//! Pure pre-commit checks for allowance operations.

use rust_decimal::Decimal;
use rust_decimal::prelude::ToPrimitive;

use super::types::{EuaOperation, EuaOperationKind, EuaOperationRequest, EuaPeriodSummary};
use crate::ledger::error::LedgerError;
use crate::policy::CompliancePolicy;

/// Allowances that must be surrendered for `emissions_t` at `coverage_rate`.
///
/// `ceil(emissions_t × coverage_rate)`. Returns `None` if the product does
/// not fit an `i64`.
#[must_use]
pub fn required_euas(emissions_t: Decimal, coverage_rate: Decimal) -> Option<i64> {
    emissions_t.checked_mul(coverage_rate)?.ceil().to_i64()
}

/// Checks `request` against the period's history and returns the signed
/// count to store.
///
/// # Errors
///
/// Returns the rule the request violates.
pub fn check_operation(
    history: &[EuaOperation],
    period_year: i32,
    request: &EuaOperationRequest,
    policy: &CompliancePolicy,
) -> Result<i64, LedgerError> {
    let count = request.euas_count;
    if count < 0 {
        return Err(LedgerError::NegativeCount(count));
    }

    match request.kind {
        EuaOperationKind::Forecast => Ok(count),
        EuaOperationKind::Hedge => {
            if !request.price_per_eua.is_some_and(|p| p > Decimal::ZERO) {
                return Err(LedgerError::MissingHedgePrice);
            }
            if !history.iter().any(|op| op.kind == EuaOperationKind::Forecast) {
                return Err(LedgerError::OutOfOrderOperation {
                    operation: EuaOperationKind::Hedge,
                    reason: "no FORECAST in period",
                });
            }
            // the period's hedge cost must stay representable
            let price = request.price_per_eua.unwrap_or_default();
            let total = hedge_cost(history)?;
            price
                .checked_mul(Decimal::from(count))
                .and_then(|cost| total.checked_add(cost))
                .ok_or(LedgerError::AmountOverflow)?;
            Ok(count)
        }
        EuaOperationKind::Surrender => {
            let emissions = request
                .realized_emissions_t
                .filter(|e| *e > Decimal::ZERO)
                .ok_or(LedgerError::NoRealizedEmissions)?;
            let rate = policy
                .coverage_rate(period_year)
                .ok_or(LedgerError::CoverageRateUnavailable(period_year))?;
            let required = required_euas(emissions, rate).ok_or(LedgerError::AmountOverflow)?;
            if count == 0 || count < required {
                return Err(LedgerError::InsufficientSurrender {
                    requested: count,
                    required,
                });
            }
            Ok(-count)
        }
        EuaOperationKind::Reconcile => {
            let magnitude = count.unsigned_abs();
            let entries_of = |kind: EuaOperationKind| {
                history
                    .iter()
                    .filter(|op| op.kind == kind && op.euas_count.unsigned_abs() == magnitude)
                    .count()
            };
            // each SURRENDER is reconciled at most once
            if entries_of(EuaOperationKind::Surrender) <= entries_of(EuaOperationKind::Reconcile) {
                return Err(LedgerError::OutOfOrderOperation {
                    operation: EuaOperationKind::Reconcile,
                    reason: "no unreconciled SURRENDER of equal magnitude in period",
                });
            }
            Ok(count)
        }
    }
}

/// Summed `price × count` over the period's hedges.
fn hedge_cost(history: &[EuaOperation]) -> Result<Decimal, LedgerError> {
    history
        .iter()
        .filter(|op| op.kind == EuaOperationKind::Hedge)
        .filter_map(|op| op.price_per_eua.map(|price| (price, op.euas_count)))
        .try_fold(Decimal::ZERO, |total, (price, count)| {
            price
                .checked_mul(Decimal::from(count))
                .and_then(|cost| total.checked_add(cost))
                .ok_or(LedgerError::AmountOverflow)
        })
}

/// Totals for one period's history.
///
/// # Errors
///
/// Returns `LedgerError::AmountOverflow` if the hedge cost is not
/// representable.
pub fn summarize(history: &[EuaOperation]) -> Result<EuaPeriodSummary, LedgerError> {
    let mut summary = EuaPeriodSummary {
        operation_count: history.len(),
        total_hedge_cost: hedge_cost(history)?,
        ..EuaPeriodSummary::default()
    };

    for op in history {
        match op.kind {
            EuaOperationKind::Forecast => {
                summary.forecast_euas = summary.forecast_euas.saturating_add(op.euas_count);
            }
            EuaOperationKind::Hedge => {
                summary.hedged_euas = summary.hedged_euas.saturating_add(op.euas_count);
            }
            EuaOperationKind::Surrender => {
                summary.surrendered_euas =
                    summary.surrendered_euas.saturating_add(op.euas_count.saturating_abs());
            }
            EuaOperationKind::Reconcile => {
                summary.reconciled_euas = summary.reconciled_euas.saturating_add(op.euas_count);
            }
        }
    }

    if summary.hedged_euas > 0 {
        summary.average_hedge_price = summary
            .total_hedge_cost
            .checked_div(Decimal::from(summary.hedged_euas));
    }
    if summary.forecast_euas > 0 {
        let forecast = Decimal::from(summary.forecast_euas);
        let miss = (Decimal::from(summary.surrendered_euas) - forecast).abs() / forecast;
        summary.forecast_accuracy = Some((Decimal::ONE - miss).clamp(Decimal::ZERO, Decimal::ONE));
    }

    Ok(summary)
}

» **TASK DETAILS**: The material above must be written out again in full, exactly.

» **SOLUTION FOR THIS TASK**:
//! Pure pre-commit checks for allowance operations.

use rust_decimal::Decimal;
use rust_decimal::prelude::ToPrimitive;

use super::types::{EuaOperation, EuaOperationKind, EuaOperationRequest, EuaPeriodSummary};
use crate::ledger::error::LedgerError;
use crate::policy::CompliancePolicy;

/// Allowances that must be surrendered for `emissions_t` at `coverage_rate`.
///
/// `ceil(emissions_t × coverage_rate)`. Returns `None` if the product does
/// not fit an `i64`.
#[must_use]
pub fn required_euas(emissions_t: Decimal, coverage_rate: Decimal) -> Option<i64> {
    emissions_t.checked_mul(coverage_rate)?.ceil().to_i64()
}

/// Checks `request` against the period's history and returns the signed
/// count to store.
///
/// # Errors
///
/// Returns the rule the request violates.
pub fn check_operation(
    history: &[EuaOperation],
    period_year: i32,
    request: &EuaOperationRequest,
    policy: &CompliancePolicy,
) -> Result<i64, LedgerError> {
    let count = request.euas_count;
    if count < 0 {
        return Err(LedgerError::NegativeCount(count));
    }

    match request.kind {
        EuaOperationKind::Forecast => Ok(count),
        EuaOperationKind::Hedge => {
            if !request.price_per_eua.is_some_and(|p| p > Decimal::ZERO) {
                return Err(LedgerError::MissingHedgePrice);
            }
            if !history.iter().any(|op| op.kind == EuaOperationKind::Forecast) {
                return Err(LedgerError::OutOfOrderOperation {
                    operation: EuaOperationKind::Hedge,
                    reason: "no FORECAST in period",
                });
            }
            // the period's hedge cost must stay representable
            let price = request.price_per_eua.unwrap_or_default();
            let total = hedge_cost(history)?;
            price
                .checked_mul(Decimal::from(count))
                .and_then(|cost| total.checked_add(cost))
                .ok_or(LedgerError::AmountOverflow)?;
            Ok(count)
        }
        EuaOperationKind::Surrender => {
            let emissions = request
                .realized_emissions_t
                .filter(|e| *e > Decimal::ZERO)
                .ok_or(LedgerError::NoRealizedEmissions)?;
            let rate = policy
                .coverage_rate(period_year)
                .ok_or(LedgerError::CoverageRateUnavailable(period_year))?;
            let required = required_euas(emissions, rate).ok_or(LedgerError::AmountOverflow)?;
            if count == 0 || count < required {
                return Err(LedgerError::InsufficientSurrender {
                    requested: count,
                    required,
                });
            }
            Ok(-count)
        }
        EuaOperationKind::Reconcile => {
            let magnitude = count.unsigned_abs();
            let entries_of = |kind: EuaOperationKind| {
                history
                    .iter()
                    .filter(|op| op.kind == kind && op.euas_count.unsigned_abs() == magnitude)
                    .count()
            };
            // each SURRENDER is reconciled at most once
            if entries_of(EuaOperationKind::Surrender) <= entries_of(EuaOperationKind::Reconcile) {
                return Err(LedgerError::OutOfOrderOperation {
                    operation: EuaOperationKind::Reconcile,
                    reason: "no unreconciled SURRENDER of equal magnitude in period",
                });
            }
            Ok(count)
        }
    }
}

/// Summed `price × count` over the period's hedges.
fn hedge_cost(history: &[EuaOperation]) -> Result<Decimal, LedgerError> {
    history
        .iter()
        .filter(|op| op.kind == EuaOperationKind::Hedge)
        .filter_map(|op| op.price_per_eua.map(|price| (price, op.euas_count)))
        .try_fold(Decimal::ZERO, |total, (price, count)| {
            price
                .checked_mul(Decimal::from(count))
                .and_then(|cost| total.checked_add(cost))
                .ok_or(LedgerError::AmountOverflow)
        })
}

/// Totals for one period's history.
///
/// # Errors
///
/// Returns `LedgerError::AmountOverflow` if the hedge cost is not
/// representable.
pub fn summarize(history: &[EuaOperation]) -> Result<EuaPeriodSummary, LedgerError> {
    let mut summary = EuaPeriodSummary {
        operation_count: history.len(),
        total_hedge_cost: hedge_cost(history)?,
        ..EuaPeriodSummary::default()
    };

    for op in history {
        match op.kind {
            EuaOperationKind::Forecast => {
                summary.forecast_euas = summary.forecast_euas.saturating_add(op.euas_count);
            }
            EuaOperationKind::Hedge => {
                summary.hedged_euas = summary.hedged_euas.saturating_add(op.euas_count);
            }
            EuaOperationKind::Surrender => {
                summary.surrendered_euas =
                    summary.surrendered_euas.saturating_add(op.euas_count.saturating_abs());
            }
            EuaOperationKind::Reconcile => {
                summary.reconciled_euas = summary.reconciled_euas.saturating_add(op.euas_count);
            }
        }
    }

    if summary.hedged_euas > 0 {
        summary.average_hedge_price = summary
            .total_hedge_cost
            .checked_div(Decimal::from(summary.hedged_euas));
    }
    if summary.forecast_euas > 0 {
        let forecast = Decimal::from(summary.forecast_euas);
        let miss = (Decimal::from(summary.surrendered_euas) - forecast).abs() / forecast;
        summary.forecast_accuracy = Some((Decimal::ONE - miss).clamp(Decimal::ZERO, Decimal::ONE));
    }

    Ok(summary)
}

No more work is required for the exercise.